About this task: All of the entries must appear again exactly as written.

Information provided:
========

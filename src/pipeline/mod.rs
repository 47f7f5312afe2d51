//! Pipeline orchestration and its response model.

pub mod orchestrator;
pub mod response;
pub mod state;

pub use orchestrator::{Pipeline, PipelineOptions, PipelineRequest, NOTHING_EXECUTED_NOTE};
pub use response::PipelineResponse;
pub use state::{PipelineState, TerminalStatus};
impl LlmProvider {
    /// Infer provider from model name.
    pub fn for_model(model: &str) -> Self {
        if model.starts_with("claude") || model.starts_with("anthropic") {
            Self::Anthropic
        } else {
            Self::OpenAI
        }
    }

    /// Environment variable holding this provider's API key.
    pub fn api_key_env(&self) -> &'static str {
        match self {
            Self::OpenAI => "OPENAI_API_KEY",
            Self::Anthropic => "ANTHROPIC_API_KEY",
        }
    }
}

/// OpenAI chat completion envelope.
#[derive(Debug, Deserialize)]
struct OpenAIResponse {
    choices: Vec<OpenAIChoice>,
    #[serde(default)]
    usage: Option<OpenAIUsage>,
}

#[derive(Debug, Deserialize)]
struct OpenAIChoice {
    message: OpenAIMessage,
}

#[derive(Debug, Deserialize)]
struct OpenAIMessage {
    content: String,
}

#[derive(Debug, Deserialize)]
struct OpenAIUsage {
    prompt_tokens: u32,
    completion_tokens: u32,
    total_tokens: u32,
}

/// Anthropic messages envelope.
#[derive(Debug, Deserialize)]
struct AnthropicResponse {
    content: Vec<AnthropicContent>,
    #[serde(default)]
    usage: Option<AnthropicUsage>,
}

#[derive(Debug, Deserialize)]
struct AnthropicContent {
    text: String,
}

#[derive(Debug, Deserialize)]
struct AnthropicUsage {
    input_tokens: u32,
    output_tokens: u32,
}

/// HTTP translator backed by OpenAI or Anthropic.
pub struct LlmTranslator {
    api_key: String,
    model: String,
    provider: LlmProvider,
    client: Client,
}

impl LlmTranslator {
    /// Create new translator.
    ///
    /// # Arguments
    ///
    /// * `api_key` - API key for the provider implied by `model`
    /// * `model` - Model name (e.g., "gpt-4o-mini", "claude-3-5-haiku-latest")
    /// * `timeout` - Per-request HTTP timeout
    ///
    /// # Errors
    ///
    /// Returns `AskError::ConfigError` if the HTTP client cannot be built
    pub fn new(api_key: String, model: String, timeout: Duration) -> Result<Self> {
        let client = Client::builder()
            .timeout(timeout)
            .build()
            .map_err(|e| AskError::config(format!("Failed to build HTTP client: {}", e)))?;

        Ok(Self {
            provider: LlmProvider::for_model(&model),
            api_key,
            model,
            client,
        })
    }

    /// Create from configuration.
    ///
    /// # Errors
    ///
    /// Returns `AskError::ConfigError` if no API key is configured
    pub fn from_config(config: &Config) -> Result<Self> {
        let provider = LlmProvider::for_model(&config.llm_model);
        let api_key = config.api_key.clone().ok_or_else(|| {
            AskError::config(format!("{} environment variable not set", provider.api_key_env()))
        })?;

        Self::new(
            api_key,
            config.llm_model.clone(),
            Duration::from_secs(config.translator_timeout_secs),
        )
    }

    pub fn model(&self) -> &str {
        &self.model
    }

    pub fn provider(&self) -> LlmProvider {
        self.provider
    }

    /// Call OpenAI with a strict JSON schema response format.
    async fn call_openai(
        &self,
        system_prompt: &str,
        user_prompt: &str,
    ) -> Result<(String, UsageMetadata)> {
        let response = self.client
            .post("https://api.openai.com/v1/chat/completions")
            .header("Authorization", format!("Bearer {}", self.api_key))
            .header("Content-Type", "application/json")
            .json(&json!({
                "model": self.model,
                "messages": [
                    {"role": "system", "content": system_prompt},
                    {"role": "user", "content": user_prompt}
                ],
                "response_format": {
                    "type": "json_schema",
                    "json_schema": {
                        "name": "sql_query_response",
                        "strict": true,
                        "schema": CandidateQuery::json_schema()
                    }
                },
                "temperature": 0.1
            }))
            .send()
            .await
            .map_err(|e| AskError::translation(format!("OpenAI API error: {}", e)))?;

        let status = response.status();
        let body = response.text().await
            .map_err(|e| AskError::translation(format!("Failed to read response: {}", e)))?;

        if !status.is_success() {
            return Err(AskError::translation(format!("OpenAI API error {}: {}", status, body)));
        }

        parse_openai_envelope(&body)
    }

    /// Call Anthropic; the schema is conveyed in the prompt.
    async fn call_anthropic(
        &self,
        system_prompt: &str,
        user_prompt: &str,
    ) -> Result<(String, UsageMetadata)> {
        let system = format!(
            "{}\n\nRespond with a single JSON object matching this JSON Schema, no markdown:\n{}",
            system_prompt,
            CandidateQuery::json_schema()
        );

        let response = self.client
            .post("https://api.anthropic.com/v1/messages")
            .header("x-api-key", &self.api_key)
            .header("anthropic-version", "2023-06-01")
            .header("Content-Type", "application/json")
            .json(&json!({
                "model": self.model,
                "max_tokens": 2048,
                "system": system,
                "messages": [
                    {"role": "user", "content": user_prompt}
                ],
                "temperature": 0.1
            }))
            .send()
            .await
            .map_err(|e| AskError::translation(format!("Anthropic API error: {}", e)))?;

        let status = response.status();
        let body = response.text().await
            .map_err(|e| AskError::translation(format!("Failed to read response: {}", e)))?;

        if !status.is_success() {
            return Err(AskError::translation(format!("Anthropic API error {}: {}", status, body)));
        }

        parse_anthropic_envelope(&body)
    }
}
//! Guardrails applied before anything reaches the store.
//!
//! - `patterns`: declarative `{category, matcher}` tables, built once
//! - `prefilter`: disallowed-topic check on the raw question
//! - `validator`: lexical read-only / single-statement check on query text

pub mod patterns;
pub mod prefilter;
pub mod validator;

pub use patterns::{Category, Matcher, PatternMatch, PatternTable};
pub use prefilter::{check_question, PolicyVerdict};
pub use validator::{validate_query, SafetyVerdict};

========

Completed task:
filename src/pipeline/mod.rs
repository 47f7f5312afe2d51
//! Pipeline orchestration and its response model.

pub mod orchestrator;
pub mod response;
pub mod state;

pub use orchestrator::{Pipeline, PipelineOptions, PipelineRequest, NOTHING_EXECUTED_NOTE};
pub use response::PipelineResponse;
pub use state::{PipelineState, TerminalStatus};
impl LlmProvider {
    /// Infer provider from model name.
    pub fn for_model(model: &str) -> Self {
        if model.starts_with("claude") || model.starts_with("anthropic") {
            Self::Anthropic
        } else {
            Self::OpenAI
        }
    }

    /// Environment variable holding this provider's API key.
    pub fn api_key_env(&self) -> &'static str {
        match self {
            Self::OpenAI => "OPENAI_API_KEY",
            Self::Anthropic => "ANTHROPIC_API_KEY",
        }
    }
}

/// OpenAI chat completion envelope.
#[derive(Debug, Deserialize)]
struct OpenAIResponse {
    choices: Vec<OpenAIChoice>,
    #[serde(default)]
    usage: Option<OpenAIUsage>,
}

#[derive(Debug, Deserialize)]
struct OpenAIChoice {
    message: OpenAIMessage,
}

#[derive(Debug, Deserialize)]
struct OpenAIMessage {
    content: String,
}

#[derive(Debug, Deserialize)]
struct OpenAIUsage {
    prompt_tokens: u32,
    completion_tokens: u32,
    total_tokens: u32,
}

/// Anthropic messages envelope.
#[derive(Debug, Deserialize)]
struct AnthropicResponse {
    content: Vec<AnthropicContent>,
    #[serde(default)]
    usage: Option<AnthropicUsage>,
}

#[derive(Debug, Deserialize)]
struct AnthropicContent {
    text: String,
}

#[derive(Debug, Deserialize)]
struct AnthropicUsage {
    input_tokens: u32,
    output_tokens: u32,
}

/// HTTP translator backed by OpenAI or Anthropic.
pub struct LlmTranslator {
    api_key: String,
    model: String,
    provider: LlmProvider,
    client: Client,
}

impl LlmTranslator {
    /// Create new translator.
    ///
    /// # Arguments
    ///
    /// * `api_key` - API key for the provider implied by `model`
    /// * `model` - Model name (e.g., "gpt-4o-mini", "claude-3-5-haiku-latest")
    /// * `timeout` - Per-request HTTP timeout
    ///
    /// # Errors
    ///
    /// Returns `AskError::ConfigError` if the HTTP client cannot be built
    pub fn new(api_key: String, model: String, timeout: Duration) -> Result<Self> {
        let client = Client::builder()
            .timeout(timeout)
            .build()
            .map_err(|e| AskError::config(format!("Failed to build HTTP client: {}", e)))?;

        Ok(Self {
            provider: LlmProvider::for_model(&model),
            api_key,
            model,
            client,
        })
    }

    /// Create from configuration.
    ///
    /// # Errors
    ///
    /// Returns `AskError::ConfigError` if no API key is configured
    pub fn from_config(config: &Config) -> Result<Self> {
        let provider = LlmProvider::for_model(&config.llm_model);
        let api_key = config.api_key.clone().ok_or_else(|| {
            AskError::config(format!("{} environment variable not set", provider.api_key_env()))
        })?;

        Self::new(
            api_key,
            config.llm_model.clone(),
            Duration::from_secs(config.translator_timeout_secs),
        )
    }

    pub fn model(&self) -> &str {
        &self.model
    }

    pub fn provider(&self) -> LlmProvider {
        self.provider
    }

    /// Call OpenAI with a strict JSON schema response format.
    async fn call_openai(
        &self,
        system_prompt: &str,
        user_prompt: &str,
    ) -> Result<(String, UsageMetadata)> {
        let response = self.client
            .post("https://api.openai.com/v1/chat/completions")
            .header("Authorization", format!("Bearer {}", self.api_key))
            .header("Content-Type", "application/json")
            .json(&json!({
                "model": self.model,
                "messages": [
                    {"role": "system", "content": system_prompt},
                    {"role": "user", "content": user_prompt}
                ],
                "response_format": {
                    "type": "json_schema",
                    "json_schema": {
                        "name": "sql_query_response",
                        "strict": true,
                        "schema": CandidateQuery::json_schema()
                    }
                },
                "temperature": 0.1
            }))
            .send()
            .await
            .map_err(|e| AskError::translation(format!("OpenAI API error: {}", e)))?;

        let status = response.status();
        let body = response.text().await
            .map_err(|e| AskError::translation(format!("Failed to read response: {}", e)))?;

        if !status.is_success() {
            return Err(AskError::translation(format!("OpenAI API error {}: {}", status, body)));
        }

        parse_openai_envelope(&body)
    }

    /// Call Anthropic; the schema is conveyed in the prompt.
    async fn call_anthropic(
        &self,
        system_prompt: &str,
        user_prompt: &str,
    ) -> Result<(String, UsageMetadata)> {
        let system = format!(
            "{}\n\nRespond with a single JSON object matching this JSON Schema, no markdown:\n{}",
            system_prompt,
            CandidateQuery::json_schema()
        );

        let response = self.client
            .post("https://api.anthropic.com/v1/messages")
            .header("x-api-key", &self.api_key)
            .header("anthropic-version", "2023-06-01")
            .header("Content-Type", "application/json")
            .json(&json!({
                "model": self.model,
                "max_tokens": 2048,
                "system": system,
                "messages": [
                    {"role": "user", "content": user_prompt}
                ],
                "temperature": 0.1
            }))
            .send()
            .await
            .map_err(|e| AskError::translation(format!("Anthropic API error: {}", e)))?;

        let status = response.status();
        let body = response.text().await
            .map_err(|e| AskError::translation(format!("Failed to read response: {}", e)))?;

        if !status.is_success() {
            return Err(AskError::translation(format!("Anthropic API error {}: {}", status, body)));
        }

        parse_anthropic_envelope(&body)
    }
}
//! Guardrails applied before anything reaches the store.
//!
//! - `patterns`: declarative `{category, matcher}` tables, built once
//! - `prefilter`: disallowed-topic check on the raw question
//! - `validator`: lexical read-only / single-statement check on query text

pub mod patterns;
pub mod prefilter;
pub mod validator;

pub use patterns::{Category, Matcher, PatternMatch, PatternTable};
pub use prefilter::{check_question, PolicyVerdict};
pub use validator::{validate_query, SafetyVerdict};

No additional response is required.